Hope you’re still keeping that little notebook to record every time you spend money on something. If not, start now. It’s the paper trail we’ll get to in a bit.
For now, let’s keeping looking at our personal encounters.
- What are your individual images of money? Good or bad?
- Are you comfortable with handling it? Uncomfortable?
- Does money ever upset, anger, or depress you?
- When does it make you happy?
- How do your early childhood images and lessons regarding money and wealth affect you now?
- Do you plan ahead to meet expenses? Budget for income and outflow? Set goals? Do you try to have a little of everything—or focus on a few objectives?
- How do you feel in the presence of a coworker who’s about to lose his or her job? Or about simply going to the mall? What monetary situations make you the most uncomfortable?
- Do you undertake major new projects, believing “God will provide,” or do you calculate and prepare in advance? Or, somehow, both?
- How do you feel when someone tells you that the reason that your prayers aren’t being answered is because you’re not being confident enough, that you need to be more specific and aggressive? Do you take a “name it and claim it” attitude in prayer? Do sinners reap too many of the benefits of God’s creation?
- At the core of your being, do you feel constrained — or empowered? Cursed or blessed?

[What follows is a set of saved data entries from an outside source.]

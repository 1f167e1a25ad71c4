//! Customer Models

use salvo::oapi::ToSchema;
use serde::{Deserialize, Serialize};
use uuid::Uuid;

use taproom_app::domain::customers::{data::CustomerInput, records::CustomerRecord};

/// Body accepted by create, replace and patch.
#[derive(Debug, Default, Serialize, Deserialize, ToSchema)]
#[serde(rename_all = "camelCase")]
pub(crate) struct CustomerRequest {
    /// Expected current version; a mismatch on replace is a conflict
    pub version: Option<i32>,

    /// Up to 255 characters
    pub customer_name: Option<String>,

    /// Up to 255 characters
    pub email: Option<String>,
}

impl From<CustomerRequest> for CustomerInput {
    fn from(request: CustomerRequest) -> Self {
        CustomerInput {
            version: request.version,
            name: request.customer_name,
            email: request.email,
        }
    }
}

#[derive(Debug, Serialize, Deserialize, ToSchema)]
#[serde(rename_all = "camelCase")]
pub(crate) struct CustomerResponse {
    pub id: Uuid,

    pub customer_name: String,

    pub version: i32,

    pub email: Option<String>,

    pub created_date: String,

    pub last_modified_date: String,
}

impl From<CustomerRecord> for CustomerResponse {
    fn from(customer: CustomerRecord) -> Self {
        CustomerResponse {
            id: customer.uuid.into(),
            customer_name: customer.name,
            version: customer.version,
            email: customer.email,
            created_date: customer.created_at.to_string(),
            last_modified_date: customer.updated_at.to_string(),
        }
    }
}

/// Customer Created Response
#[derive(Debug, Serialize, Deserialize, ToSchema)]
pub(crate) struct CustomerCreatedResponse {
    /// Id assigned to the new customer
    pub id: Uuid,
}
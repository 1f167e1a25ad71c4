//! Categories

pub mod data;
pub mod errors;
mod memory;
pub mod records;
mod repository;
pub mod service;

pub use errors::CategoriesServiceError;
pub use memory::InMemoryCategoriesService;
pub use service::*;
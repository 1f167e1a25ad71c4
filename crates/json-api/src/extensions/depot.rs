//! Depot helper extensions.

use std::any::Any;

use salvo::prelude::{Depot, StatusError};

use taproom_app::auth::Principal;

/// Helpers for mapping depot extraction failures to HTTP errors.
pub(crate) trait DepotExt {
    fn obtain_or_500<T: Any + Send + Sync>(&self) -> Result<&T, StatusError>;

    fn insert_principal(&mut self, principal: Principal);

    fn principal_or_401(&self) -> Result<&Principal, StatusError>;
}

impl DepotExt for Depot {
    fn obtain_or_500<T: Any + Send + Sync>(&self) -> Result<&T, StatusError> {
        self.obtain::<T>()
            .map_err(|_ignored| StatusError::internal_server_error())
    }

    fn insert_principal(&mut self, principal: Principal) {
        self.inject(principal);
    }

    fn principal_or_401(&self) -> Result<&Principal, StatusError> {
        self.obtain::<Principal>()
            .map_err(|_ignored| StatusError::unauthorized())
    }
}

#[cfg(test)]
mod tests {
    use taproom_app::auth::AuthScheme;

    use super::*;

    #[test]
    fn principal_round_trips_through_depot() {
        let mut depot = Depot::new();

        assert!(depot.principal_or_401().is_err(), "empty depot has no principal");

        depot.insert_principal(Principal {
            subject: "TOPuser".to_string(),
            scheme: AuthScheme::Basic,
        });

        let principal = depot.principal_or_401().map(|p| p.subject.clone());

        assert_eq!(principal.ok().as_deref(), Some("TOPuser"));
    }
}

If you are to control your finances, rather than the other way around, you need to acknowledge powerful emotions regarding money and wealth. What are your biggest emotions here? Anxiety? Fear? Joy? Comfort? Success?
That’s a lot to reflect on, but it is essential.
Which of these issues hits you the most?
Identify a negative money impression you’ve carried from childhood.
Now that you see it, name a corrective action you can pursue to reverse that trait.